Today, Bluetooth® technology is everywhere: in cars, smartphones, computers, headsets, fitness tracker bracelets, toys, smart homes, medical technology, industrial applications and more. The range of applications is virtually limitless.

Automotive

All major car manufacturers offer Bluetooth® enabled hands-free calling systems. Bluetooth® technology goes beyond hands-free calling, bringing infotainment to the car by connecting to the audio system so passengers and drivers can listen to whatever they want while driving or use apps to navigate, check traffic, view weather reports and restaurant information.

The over-the-air (OTA) car key system is a virtual smartphone key for company fleets, car-sharing companies and car rental agencies. The driver books the required car with a smartphone app, and the OTA key system sends the encrypted data to the cell phone to gain access to the car. New phone apps also use Bluetooth® technology to monitor and diagnose mechanical and electrical components.

For example, the tire pressure monitoring and electronic tire information system permanently monitor the tire’s inflation pressure and reliably alert the driver in the event of a loss of pressure.

Health and medical

Bluetooth® technology is the ideal wireless standard for hospital and home applications. Bluetooth® LE enabled blood glucose monitors, pulse oximeters, heart rate monitors, asthma inhalers and other products are becoming more and more common. Consumers like them because they can connect to their own Bluetooth® enabled PCs, tablets and smartphones. Patients and their care providers receive critical information in real time, giving them a more accurate, full picture of the body’s response to a prescribed treatment plan. This information can help them track health data over time, showing trends and even providing alerts when necessary.

Wearables

The fast-growing wearables market encompasses activity monitors, smart glasses, headsets, child and pet monitoring, medical aids, head- and hand-mounted terminals and cameras and even smart clothing. By far, the majority of these products rely on connectivity via Bluetooth® technology. Fitness and wellness wearables are showing up on wrists everywhere to monitor steps, activity, sleep and even emotional levels. Infotainment wearables range from audio headsets to smart watches and smart glasses that use Bluetooth® technology to connect to mobile apps. Industrial wearable applications include handsfree terminals and heads-up displays for more efficient logistics, inventory, production and worker safety.

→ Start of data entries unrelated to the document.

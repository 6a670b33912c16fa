//! Handler contract invoked once per consumed envelope
//!
//! A handler receives the decoded context and the resolved payload and
//! returns the record to re-publish (ignored when the consumer has no
//! publisher). Handlers report failure with [`HandleError`]; the consumer
//! wraps it as a `HandleMessage` stage failure, keeping the cause.

use courier_codec::{AvroRecord, BoxError, Context};
use std::fmt;

/// Failure reported by a handler
///
/// The optional label is appended to the boundary text, so a handler can
/// say *what* it was doing without replacing the underlying cause.
#[derive(Debug)]
pub struct HandleError {
    label: Option<String>,
    source: BoxError,
}

impl HandleError {
    pub fn new(source: impl Into<BoxError>) -> Self {
        Self {
            label: None,
            source: source.into(),
        }
    }

    pub fn with_label(label: impl Into<String>, source: impl Into<BoxError>) -> Self {
        Self {
            label: Some(label.into()),
            source: source.into(),
        }
    }

    pub fn label(&self) -> Option<&str> {
        self.label.as_deref()
    }

    pub fn into_parts(self) -> (Option<String>, BoxError) {
        (self.label, self.source)
    }
}

impl fmt::Display for HandleError {
    fn fmt(&self, f: &mut fmt::Formatter<'_>) -> fmt::Result {
        match &self.label {
            Some(label) => write!(f, "{}: {}", label, self.source),
            None => write!(f, "{}", self.source),
        }
    }
}

impl std::error::Error for HandleError {
    fn source(&self) -> Option<&(dyn std::error::Error + 'static)> {
        Some(self.source.as_ref())
    }
}

/// Per-message business logic
///
/// Implemented for any `Fn(&Context, Box<dyn AvroRecord>) -> Result<..>`
/// closure, so small consumers do not need a named type.
pub trait MessageHandler: Send + Sync {
    fn handle(
        &self,
        context: &Context,
        payload: Box<dyn AvroRecord>,
    ) -> Result<Box<dyn AvroRecord>, HandleError>;
}

impl<F> MessageHandler for F
where
    F: Fn(&Context, Box<dyn AvroRecord>) -> Result<Box<dyn AvroRecord>, HandleError>
        + Send
        + Sync,
{
    fn handle(
        &self,
        context: &Context,
        payload: Box<dyn AvroRecord>,
    ) -> Result<Box<dyn AvroRecord>, HandleError> {
        self(context, payload)
    }
}

#[cfg(test)]
mod tests {
    use super::*;
    use std::error::Error;

    #[test]
    fn test_label_prefixes_cause_text() {
        let err = HandleError::with_label("test", "boom");
        assert_eq!(err.to_string(), "test: boom");
        assert_eq!(err.source().unwrap().to_string(), "boom");
    }

    #[test]
    fn test_unlabelled_error_shows_cause_only() {
        let err = HandleError::new("boom");
        assert_eq!(err.label(), None);
        assert_eq!(err.to_string(), "boom");

        let (label, source) = err.into_parts();
        assert!(label.is_none());
        assert_eq!(source.to_string(), "boom");
    }
}
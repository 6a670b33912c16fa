//! # Consume Pipeline
//!
//! One `consume` call walks a fixed sequence of stages and stops at the
//! first failure:
//!
//! ```text
//! RawBytes ─► Envelope ─► Context ─► PayloadIdentified ─► PayloadDecoded ─► Handled ─┬─► Published
//!                                                                                     └─► Done
//! ```
//!
//! Nothing is retried or rolled back here. Every stage before the publish
//! is free of side effects, so an aborted consume can be redelivered by the
//! queue as-is.

use crate::config::PipelineConfig;
use crate::error::{PipelineError, PipelineResult};
use crate::handler::MessageHandler;
use crate::publisher::{EnvelopePublisher, Publisher};
use courier_codec::{
    read_envelope, AvroRecord, ConsumeError, ConsumeStage, Context, Envelope, Message,
    TypeRegistry,
};
use std::fmt;
use std::sync::Arc;
use tracing::{debug, warn};

/// Where a consume call currently is
#[derive(Debug, Clone, Copy, PartialEq, Eq)]
pub enum ConsumeState {
    RawBytes,
    Envelope,
    Context,
    PayloadIdentified,
    PayloadDecoded,
    Handled,
    Published,
    Done,
}

impl ConsumeState {
    /// Stage reported when the transition out of this state fails
    pub fn failing_stage(self) -> ConsumeStage {
        match self {
            ConsumeState::RawBytes => ConsumeStage::DecodeTransport,
            ConsumeState::Envelope => ConsumeStage::DecodeContext,
            ConsumeState::Context => ConsumeStage::DecodeMessage,
            ConsumeState::PayloadIdentified => ConsumeStage::DecodeMessageContent,
            ConsumeState::PayloadDecoded => ConsumeStage::HandleMessage,
            ConsumeState::Handled | ConsumeState::Published | ConsumeState::Done => {
                ConsumeStage::Consume
            }
        }
    }
}

/// Envelope consumer bound to one queue
///
/// Holds the shared type registry, the handler and an optional downstream
/// publisher. `consume` takes `&self`, so one consumer can serve concurrent
/// deliveries.
pub struct Consumer<H> {
    queue_name: String,
    registry: Arc<TypeRegistry>,
    handler: H,
    publisher: Option<Arc<dyn Publisher>>,
}

impl<H: MessageHandler> Consumer<H> {
    pub fn new(queue_name: impl Into<String>, registry: Arc<TypeRegistry>, handler: H) -> Self {
        Self {
            queue_name: queue_name.into(),
            registry,
            handler,
            publisher: None,
        }
    }

    /// Re-publish every handler result through `publisher`
    pub fn with_publisher(mut self, publisher: Arc<dyn Publisher>) -> Self {
        self.publisher = Some(publisher);
        self
    }

    /// Build a consumer from validated configuration
    ///
    /// A `[publisher]` section attaches an [`EnvelopePublisher`] for the
    /// downstream queue.
    pub fn from_config(config: &PipelineConfig, registry: Arc<TypeRegistry>, handler: H) -> Self {
        let consumer = Self::new(config.consumer.queue_name.clone(), registry, handler);
        match &config.publisher {
            Some(publisher) => consumer
                .with_publisher(Arc::new(EnvelopePublisher::new(publisher.queue_name.clone()))),
            None => consumer,
        }
    }

    pub fn queue_name(&self) -> &str {
        &self.queue_name
    }

    pub fn publisher(&self) -> Option<&Arc<dyn Publisher>> {
        self.publisher.as_ref()
    }

    pub fn handler(&self) -> &H {
        &self.handler
    }

    pub fn registry(&self) -> &TypeRegistry {
        &self.registry
    }

    /// Run one envelope through the pipeline
    ///
    /// Returns the re-published envelope bytes, or `None` when no publisher
    /// is configured. Publisher failures come back unchanged as
    /// [`PipelineError::Publish`].
    pub fn consume(&self, bytes: &[u8]) -> PipelineResult<Option<Vec<u8>>> {
        let (context, result) = self.consume_stages(bytes).map_err(|err| {
            warn!(
                queue = %self.queue_name,
                error = %err,
                "Consume aborted"
            );
            PipelineError::Consume(err)
        })?;

        let Some(publisher) = &self.publisher else {
            self.transition(ConsumeState::Done);
            return Ok(None);
        };

        let published = publisher.publish(&context, result.as_ref()).map_err(|err| {
            warn!(
                queue = %self.queue_name,
                downstream = publisher.queue_name(),
                error = %err,
                "Re-publish failed"
            );
            err
        })?;

        self.transition(ConsumeState::Published);
        Ok(Some(published))
    }

    fn consume_stages(
        &self,
        bytes: &[u8],
    ) -> Result<(Context, Box<dyn AvroRecord>), ConsumeError> {
        let envelope: Envelope = read_envelope(bytes)?;
        self.transition(ConsumeState::Envelope);

        let context = Context::from_envelope(&envelope)?;
        self.transition(ConsumeState::Context);

        let message = Message::from_envelope(&envelope, &self.registry)?;
        debug!(
            queue = %self.queue_name,
            payload_type = message.full_name().as_deref().unwrap_or("<anonymous>"),
            "Payload identified"
        );
        self.transition(ConsumeState::PayloadIdentified);

        let payload = message.decode()?;
        self.transition(ConsumeState::PayloadDecoded);

        let result = self.handler.handle(&context, payload).map_err(|err| {
            let (label, source) = err.into_parts();
            let wrapped = ConsumeError::new(ConsumeState::PayloadDecoded.failing_stage(), source);
            match label {
                Some(label) => wrapped.with_label(label),
                None => wrapped,
            }
        })?;
        self.transition(ConsumeState::Handled);

        Ok((context, result))
    }

    fn transition(&self, state: ConsumeState) {
        debug!(queue = %self.queue_name, state = ?state, "Consume stage complete");
    }
}

impl<H> fmt::Debug for Consumer<H> {
    fn fmt(&self, f: &mut fmt::Formatter<'_>) -> fmt::Result {
        f.debug_struct("Consumer")
            .field("queue_name", &self.queue_name)
            .field("registered_types", &self.registry.len())
            .field(
                "publisher",
                &self.publisher.as_ref().map(|p| p.queue_name().to_string()),
            )
            .finish()
    }
}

Consumer electronics and home automation

These days, most consumer electronic devices are connected with the smart, power-efficient wireless Bluetooth® technology. Bluetooth® is practically a standard feature for PC applications. Hundreds of millions of Bluetooth® devices stripped away the wires between music lovers’ headsets and speakers and their phone or PC. New products such as gaming VR headsets, toothbrushes, light bulbs, yoga mats, tools and lawn mowers have also been released with a wireless Bluetooth® connection. With a phone, tablet or laptop in hand, homeowners can control the lights, temperature, household appliances, window and door locks and security systems in their homes. Since most homeowners already have at least one Bluetooth® capable smartphone or tablet, they can use devices they are already familiar with.

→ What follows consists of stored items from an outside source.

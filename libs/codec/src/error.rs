//! Envelope-level errors for context/payload processing
//!
//! Two layers live here. [`CodecError`] describes *what* went wrong at the
//! record codec level (missing schema, unknown type, corrupt bytes) with the
//! diagnostic context needed to debug it. [`ConsumeError`] and
//! [`PublishError`] describe *where* it went wrong: each carries the pipeline
//! stage that failed and keeps the low-level failure as its `source()`.

use std::fmt;
use thiserror::Error;

/// Boxed cause carried by the boundary errors
pub type BoxError = Box<dyn std::error::Error + Send + Sync + 'static>;

/// Record codec failures with diagnostic context
#[derive(Debug, Error)]
pub enum CodecError {
    /// Message has no schema to encode or decode against
    #[error("Schema is not set (operation: {operation})")]
    MissingSchema { operation: &'static str },

    /// Message has no encoded bytes
    #[error("Message data is not set (operation: {operation})")]
    MissingData { operation: &'static str },

    /// Envelope input was empty
    #[error("Envelope is empty: 0 bytes received")]
    EmptyEnvelope,

    /// Decoded envelope record lacks a field or has the wrong value type
    #[error("Envelope field '{field}' is missing or not {expected}")]
    EnvelopeField {
        field: &'static str,
        expected: &'static str,
    },

    /// Schema text could not be parsed
    #[error("Invalid schema ({length} bytes of text): {source}")]
    SchemaParse {
        length: usize,
        #[source]
        source: apache_avro::Error,
    },

    /// Schema is valid but has no fully-qualified name (primitive or array)
    #[error("Schema has no fully-qualified name and cannot identify a record type")]
    UnnamedSchema,

    /// Fully-qualified name is not present in the type registry
    #[error("Unknown record type '{name}': not registered ({registered} types registered)")]
    UnknownType { name: String, registered: usize },

    /// Registered factory produced an instance exposing a different schema
    #[error("Record type '{requested}' resolved to an instance with schema '{actual}'")]
    TypeMismatch { requested: String, actual: String },

    /// Decoded value has a shape other than the expected record
    #[error("Expected a record value for schema '{schema}', got {found}")]
    NotARecord { schema: String, found: String },

    /// Decoded value does not conform to the schema it was read with
    #[error("Decoded value does not match schema '{schema}': input is truncated or corrupt")]
    InvalidDatum { schema: String },

    /// Input continues past the end of the decoded datum
    #[error("{remaining} unread bytes after decoding against schema '{schema}'")]
    TrailingBytes { schema: String, remaining: usize },

    /// Underlying Avro encode/decode failure
    #[error("Avro codec failure: {0}")]
    Avro(#[from] apache_avro::Error),
}

impl CodecError {
    pub fn missing_schema(operation: &'static str) -> Self {
        Self::MissingSchema { operation }
    }

    pub fn missing_data(operation: &'static str) -> Self {
        Self::MissingData { operation }
    }

    pub fn envelope_field(field: &'static str, expected: &'static str) -> Self {
        Self::EnvelopeField { field, expected }
    }

    pub fn schema_parse(text: &str, source: apache_avro::Error) -> Self {
        Self::SchemaParse {
            length: text.len(),
            source,
        }
    }

    pub fn unknown_type(name: impl Into<String>, registered: usize) -> Self {
        Self::UnknownType {
            name: name.into(),
            registered,
        }
    }
}

/// Result type for record codec operations
pub type CodecResult<T> = std::result::Result<T, CodecError>;

/// Consume pipeline stages that can fail
#[derive(Debug, Clone, Copy, PartialEq, Eq, Hash)]
pub enum ConsumeStage {
    /// Envelope bytes could not be read against the four-field layout
    DecodeTransport,
    /// Context schema text could not be adopted
    DecodeContext,
    /// Payload schema name could not be resolved to a registered type
    DecodeMessage,
    /// Payload bytes could not be decoded against the resolved schema
    DecodeMessageContent,
    /// Handler invocation failed
    HandleMessage,
    /// Failure outside any named stage
    Consume,
}

impl ConsumeStage {
    pub fn description(self) -> Option<&'static str> {
        match self {
            ConsumeStage::DecodeTransport => Some("Failed to decode transport"),
            ConsumeStage::DecodeContext => Some("Failed to decode context"),
            ConsumeStage::DecodeMessage => Some("Failed to decode message"),
            ConsumeStage::DecodeMessageContent => Some("Failed to decode message content"),
            ConsumeStage::HandleMessage => Some("Failed to handle message"),
            ConsumeStage::Consume => None,
        }
    }
}

/// Publish pipeline stages that can fail
#[derive(Debug, Clone, Copy, PartialEq, Eq, Hash)]
pub enum PublishStage {
    /// Payload value could not be encoded
    EncodeMessageContent,
    /// Envelope could not be written
    EncodeTransport,
    /// Failure outside any named stage (e.g. a queue-backed publisher)
    Publish,
}

impl PublishStage {
    pub fn description(self) -> Option<&'static str> {
        match self {
            PublishStage::EncodeMessageContent => Some("Failed to encode message content"),
            PublishStage::EncodeTransport => Some("Failed to encode transport"),
            PublishStage::Publish => None,
        }
    }
}

/// Failure at the consume boundary
#[derive(Debug, Error)]
#[error("Failed to consume message{}", Suffix(.stage.description(), .label.as_deref()))]
pub struct ConsumeError {
    stage: ConsumeStage,
    label: Option<String>,
    source: BoxError,
}

impl ConsumeError {
    pub fn new(stage: ConsumeStage, source: impl Into<BoxError>) -> Self {
        Self {
            stage,
            label: None,
            source: source.into(),
        }
    }

    /// Attach a caller-supplied label, rendered after the stage text
    pub fn with_label(mut self, label: impl Into<String>) -> Self {
        self.label = Some(label.into());
        self
    }

    pub fn stage(&self) -> ConsumeStage {
        self.stage
    }

    pub fn label(&self) -> Option<&str> {
        self.label.as_deref()
    }

    /// Underlying cause, when it is a codec failure
    pub fn codec_error(&self) -> Option<&CodecError> {
        self.source.downcast_ref::<CodecError>()
    }

    pub fn into_source(self) -> BoxError {
        self.source
    }
}

/// Failure at the publish boundary
#[derive(Debug, Error)]
#[error("Failed to publish message{}", Suffix(.stage.description(), None))]
pub struct PublishError {
    stage: PublishStage,
    source: BoxError,
}

impl PublishError {
    pub fn new(stage: PublishStage, source: impl Into<BoxError>) -> Self {
        Self {
            stage,
            source: source.into(),
        }
    }

    pub fn stage(&self) -> PublishStage {
        self.stage
    }

    /// Underlying cause, when it is a codec failure
    pub fn codec_error(&self) -> Option<&CodecError> {
        self.source.downcast_ref::<CodecError>()
    }

    pub fn into_source(self) -> BoxError {
        self.source
    }
}

/// Renders `": <stage>: <label>"`, skipping absent parts
struct Suffix<'a>(Option<&'static str>, Option<&'a str>);

impl fmt::Display for Suffix<'_> {
    fn fmt(&self, f: &mut fmt::Formatter<'_>) -> fmt::Result {
        if let Some(stage) = self.0 {
            write!(f, ": {stage}")?;
        }
        if let Some(label) = self.1 {
            write!(f, ": {label}")?;
        }
        Ok(())
    }
}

Retail and location based services

The proliferation of Bluetooth® technology is opening up new markets. Beacons – small objects transmitting location information to smartphones and powered by Bluetooth® LE – make mobile wallets and location based services possible. Beacon functionality is already used for marketing in shopping malls, for indoor navigation in large stadiums and for contactless payment, e.g. for parking. Other use cases for beacons include airports, transit stations and large event venues where they are used to easily send out notifications on departures, delays and other passenger information.